NOW, THEREFORE, in consideration of the mutual covenants set forth below and the consideration hereinafter contained, the receipt and adequacy of which is hereby acknowledged, and without an admission of liability by any party hereto, the Parties hereby agree as follows:
1. WARRANTIES
The Parties warrant and represent to each other that they have made no assignment of any rights or claims which are the subject of this Agreement and that the individual executing this Agreement on behalf of each Party is duly authorized to execute this Agreement.
2. PAYMENT AND OTHER OBLIGATIONS
2.1 Payment by EWT
EWT will make payments to AWE in an amount equal to 3% of Sales Revenues from completed sales of Goods made during the Settlement Payment Period (the “Settlement Payments”). For purposes hereof, completed sales of Goods means executed written purchase orders with customers, provided that any financing condition or other conditions upon which such orders may have been contingent shall have been waived or satisfied (no financing contingency).

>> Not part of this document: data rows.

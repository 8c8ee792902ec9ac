//! heapstore - interactive shell over the page-based table store

use anyhow::{Context, Result};
use clap::Parser as ClapParser;
use heapstore::access::{Row, ScanSummary};
use heapstore::config::DatabaseConfig;
use heapstore::database::Database;
use heapstore::sql::{self, Statement};
use heapstore::storage::{DEFAULT_CACHE_PAGES, DEFAULT_PAGE_SIZE};
use std::io::{self, BufRead, Write};
use std::path::PathBuf;

/// Default number of WAL lines shown by `.wal`
const DEFAULT_WAL_TAIL: usize = 50;

const HELP: &str = "Commands: .help .quit .tables .dump <table> .truncate <table> .drop <table> .wal [n]";

/// heapstore - a tiny page-based table store with a write-ahead log
#[derive(ClapParser, Debug)]
#[command(author, version, about, long_about = None)]
struct Args {
    /// Data directory
    #[arg(short = 'D', long = "data", default_value = "./data")]
    data_dir: PathBuf,

    /// Page size of table files, in bytes
    #[arg(long, default_value_t = DEFAULT_PAGE_SIZE)]
    page_size: usize,

    /// Maximum number of cached pages per table
    #[arg(long, default_value_t = DEFAULT_CACHE_PAGES)]
    cache_pages: usize,

    /// Do not fsync the WAL after catalog operations
    #[arg(long)]
    no_sync_wal: bool,

    /// Enable debug logging
    #[arg(short, long)]
    debug: bool,
}

fn main() -> Result<()> {
    let args = Args::parse();

    let log_level = if args.debug { "debug" } else { "info" };
    env_logger::Builder::from_env(env_logger::Env::default().default_filter_or(log_level)).init();

    let config = DatabaseConfig {
        data_dir: args.data_dir,
        page_size: args.page_size,
        cache_pages: args.cache_pages,
        sync_wal: !args.no_sync_wal,
    };
    let db = Database::open(config).context("Failed to open database")?;

    let result = repl(&db, io::stdin().lock());
    db.close()?;
    result
}

fn repl(db: &Database, input: impl BufRead) -> Result<()> {
    println!("heapstore v{} ({})", env!("CARGO_PKG_VERSION"), HELP);

    let mut buffer = String::new();
    let mut lines = input.lines();
    loop {
        print!("db> ");
        io::stdout().flush()?;

        let Some(line) = lines.next() else {
            break;
        };
        let line = line.context("Failed to read input")?;
        let line = line.trim();
        if line.is_empty() {
            continue;
        }

        if line.starts_with('.') {
            buffer.clear();
            if !meta_command(db, line)? {
                break;
            }
            continue;
        }

        if !buffer.is_empty() {
            buffer.push(' ');
        }
        buffer.push_str(line);

        let (statements, rest) = sql::split_statements(&buffer);
        buffer = rest;
        for statement in statements {
            if let Err(e) = execute(db, &statement) {
                println!("Error: {:#}", e);
            }
        }
    }

    Ok(())
}

/// Run a `.command`; returns false when the loop should stop
fn meta_command(db: &Database, line: &str) -> Result<bool> {
    let mut parts = line.split_whitespace();
    let command = parts.next().unwrap_or_default();
    let arg = parts.next();

    let outcome = match (command, arg) {
        (".help", _) => {
            println!("{}", HELP);
            Ok(())
        }
        (".quit", _) => return Ok(false),
        (".tables", _) => {
            print!("{}", db.catalog().describe());
            Ok(())
        }
        (".dump", Some(table)) => db.dump(table).map(|(rows, summary)| {
            print!("{}", rows);
            warn_if_ended_early(&summary);
        }),
        (".truncate", Some(table)) => db
            .truncate_table(table)
            .map(|_| println!("OK: truncated")),
        (".drop", Some(table)) => db.drop_table(table).map(|_| println!("OK: dropped")),
        (".dump" | ".truncate" | ".drop", None) => {
            println!("Usage: {} <table>", command);
            Ok(())
        }
        (".wal", n) => {
            let n = n
                .and_then(|n| n.parse().ok())
                .unwrap_or(DEFAULT_WAL_TAIL);
            db.wal_tail(n).map(|lines| {
                for line in lines {
                    println!("{}", line);
                }
            })
        }
        _ => {
            println!("Unknown command");
            Ok(())
        }
    };

    if let Err(e) = outcome {
        println!("Error: {:#}", e);
    }
    Ok(true)
}

fn execute(db: &Database, sql: &str) -> Result<()> {
    match sql::parse(sql)? {
        Statement::CreateTable(create) => {
            if create.if_not_exists && db.catalog().get_table(&create.name).is_some() {
                println!("Notice: table {} already exists", create.name);
                return Ok(());
            }
            db.create_table(&create.name, create.columns)?;
            println!("OK: created table {}", create.name);
        }
        Statement::InsertInto(insert) => {
            let row: Row = insert.columns.into_iter().zip(insert.values).collect();
            db.insert_row(&insert.table, &row)?;
            println!("OK: 1 row inserted");
        }
        Statement::Select(select) => {
            let result = db.select(&select)?;
            for row in &result.rows {
                println!("{}", row);
            }
            warn_if_ended_early(&result.summary);
        }
    }
    Ok(())
}

fn warn_if_ended_early(summary: &ScanSummary) {
    if summary.ended_early() {
        let pages: Vec<String> = summary
            .truncated_pages
            .iter()
            .map(|page| page.to_string())
            .collect();
        println!("Warning: scan ended early on pages [{}]", pages.join(", "));
    }
}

The aggregate Settlement Payments received by AWE hereunder shall not under any circumstances exceed the Maximum Payment Cap. The Settlement Payments will only be made to the extent the Sales Revenue has been actually collected by EWT. All amounts retained, set-off or netted from the Settlement Payments by EWT in accordance with the terms of this Agreement shall be deemed not to have been received by AWE for purposes of determining whether the Maximum Payment Cap has been achieved. Settlement Payments will be due to AWE within sixty (60) days of the last day of the month, commencing with the later to occur of (i) month ending April 30, 2010 or (ii) the month ending after the Effective Date, and shall include 3% of Sales Revenues generated and collected under the Sublicense Agreement with respect to the specified customers named therein which were not yet due to be paid to AWE at the time of termination of said Sublicense Agreement.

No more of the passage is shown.